A review of Monkey Wars by Deborah Blum

Reviewed by Mark Steadman

Monkey Wars
by Deborah Blum
Oxford University Press
February 1996, Paperback, 330 pages, ISBN-13: 978-0195101096

The Rhesus Macaque or Monkey is a small, relatively docile and populous primate indigenous to the Asian sub-continent that share over 98% of their DNA with humans. Between 1964 and 1978, 332,000 of them were imported from India to take part in social, behavioural and drug experiments, from being flown into space to being given Malaria. In Monkey Wars Deborah Blum walks us through the battle-field between animal researchers and animal rights activists and asks how much suffering is worth how much knowledge. Written in 1994 the book still holds up today, just as books written on politics or religion still do, as deep moral questions don’t tend to evaporate away.

The easiest of the animal researchers to criticise, that Blum mentions would probably be ‘Comparative Psychologist’ Harry Harlow who pioneered social experiments on baby monkeys involving removing them from their mothers for example in contraptions he called ‘pits of despair’; isolated chambers used to study the effects of loneliness. Other studies involved replacing their mothers with machines that thrusted spikes or emitted spurts of cold air at them. One wonders about the utility of this research as well as the ethical validity of contraptions he nick-named ‘rape racks’; used to force monkeys to reproduce, and ‘iron maidens’; ersatz mothers made of cloth and machinery, programmed to thrust metal spikes at their offspring. Hundreds if not thousands of monkeys have been tortured in this way to prove… that infants don’t like being separated from their mothers. Surely something we already knew?

The harder questions that come up in animal rights debate involve people like David Gil Amaral, now professor of psychiatry at the University of California, slicing up the brains of sedated chimpanzees to study their Hippocampus or the tremendously wasteful, but useful work of lab technicians in the 50s creating polio vaccines from the bone marrow of rhesus monkeys (approximately a million of which were killed in the process). Fighting against all of this research are PETA (People for the Ethical Treatment of Animals) and ADL (the Animal Defence League) and their partiality to sloganeering (a rat, is a pig, is a dog, is a boy) and outbursts of criminality, such as breaking and entering into labs to steal videos of baboons given whiplash after being hit with pistons upside the skull (the 6 hours of footage they got was then edited down into the 26 minute short, Unnecessary Fuss). There is a technical problem with testing drugs on animals. As Blum points out, animal testing only augments our understanding of the effect that drugs have on animals. In 2006, six men, who were taking part in a drug trial in Northwick Park Hospital, suffered organ failure and brain swelling after being given a drug (TGN1412) that caused no ill-effects when given to monkeys at a 500-fold higher dose. Monkeys may share 99 percent of their DNA with humans but that 1% makes a difference.

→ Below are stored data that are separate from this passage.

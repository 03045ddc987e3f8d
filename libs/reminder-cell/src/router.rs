// libs/reminder-cell/src/router.rs
use std::sync::Arc;

use axum::{middleware, routing::get, routing::post, Router};

use shared_config::AppConfig;
use shared_utils::extractor::auth_middleware;

use crate::handlers;
use crate::services::ReminderScheduler;

pub fn reminder_routes(config: Arc<AppConfig>, scheduler: Arc<ReminderScheduler>) -> Router {
    // All scheduler operations require authentication; handlers enforce the
    // admin role on top.
    Router::new()
        .route("/stats", get(handlers::get_scheduler_stats))
        .route(
            "/appointments/{appointment_id}/dispatch",
            post(handlers::dispatch_appointment_reminder),
        )
        .route("/sweeps/dispatch", post(handlers::run_dispatch_sweep))
        .route("/sweeps/cleanup", post(handlers::run_cleanup_sweep))
        .layer(middleware::from_fn_with_state(config, auth_middleware))
        .with_state(scheduler)
}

When faced with strict absolutism it’s hard to not think that the exact opposite must be true, as the Just Stop Oil group are currently finding out. If PETA and the like are a bunch of tree-huggers who believe that humans are evil then perhaps we should ignore and let the loose the dogs of monkey experimenters. One can finesse this debate, however, by pointing out that different species in general are not good cohabitants. The deadliest diseases known to man have been given to us by animals, often whilst they were being studied in labs, as well as vice versa. One naturally feels sympathy for an animal that’s treated as a crash-test dummy, but let’s also spare a thought for the humans that think animals are friendly, huggable, soft-toys of joy.

The documentary ‘Project Nim’ documents the futile attempt of the LeFarge family in Manhatten’s Upper West Side trying to raise a chimpanzee as a family member, and the inevitable terror that ensues. Steve Irwin, ‘The Crocodile Hunter’ spent his life arguing that stingrays and crocodiles weren’t that dangerous, before being killed by one of them. Timothy Treadwell made famous by the Werner Herzog film ‘Grizzly man’ lived wild in Alaska for months at a time, making friends with the local bear population before one of those friends ate him alive. Might a greater respect for animals be shown in a
greater distance being kept between them and us.

Humans are duty-bound to care more for other humans than animals. Protesters who wear t-shirts expressing a desire that the matador dies during a bull-fight misread the room if they think they’re endearing themselves to the public. The one time I went to a ‘Corrida’ in Madrid and the one time anybody ran outside in floods of tears, was when one of the matadors got speared in the groin (and survived thankfully). Every 2-3 years a plaque goes up inside the walls of the amphitheatre on the Calle de Alcalá to commemorate a newly departed bull-fighter. Wouldn’t we have a better chance of stopping this barbarity if more attention was given to the human risks?

About the reviewer: Mark Steadman writes book reviews and articles freelance. Before taking up writing he studied philosophy at Kings college London before working as a teacher. He now writes full-time.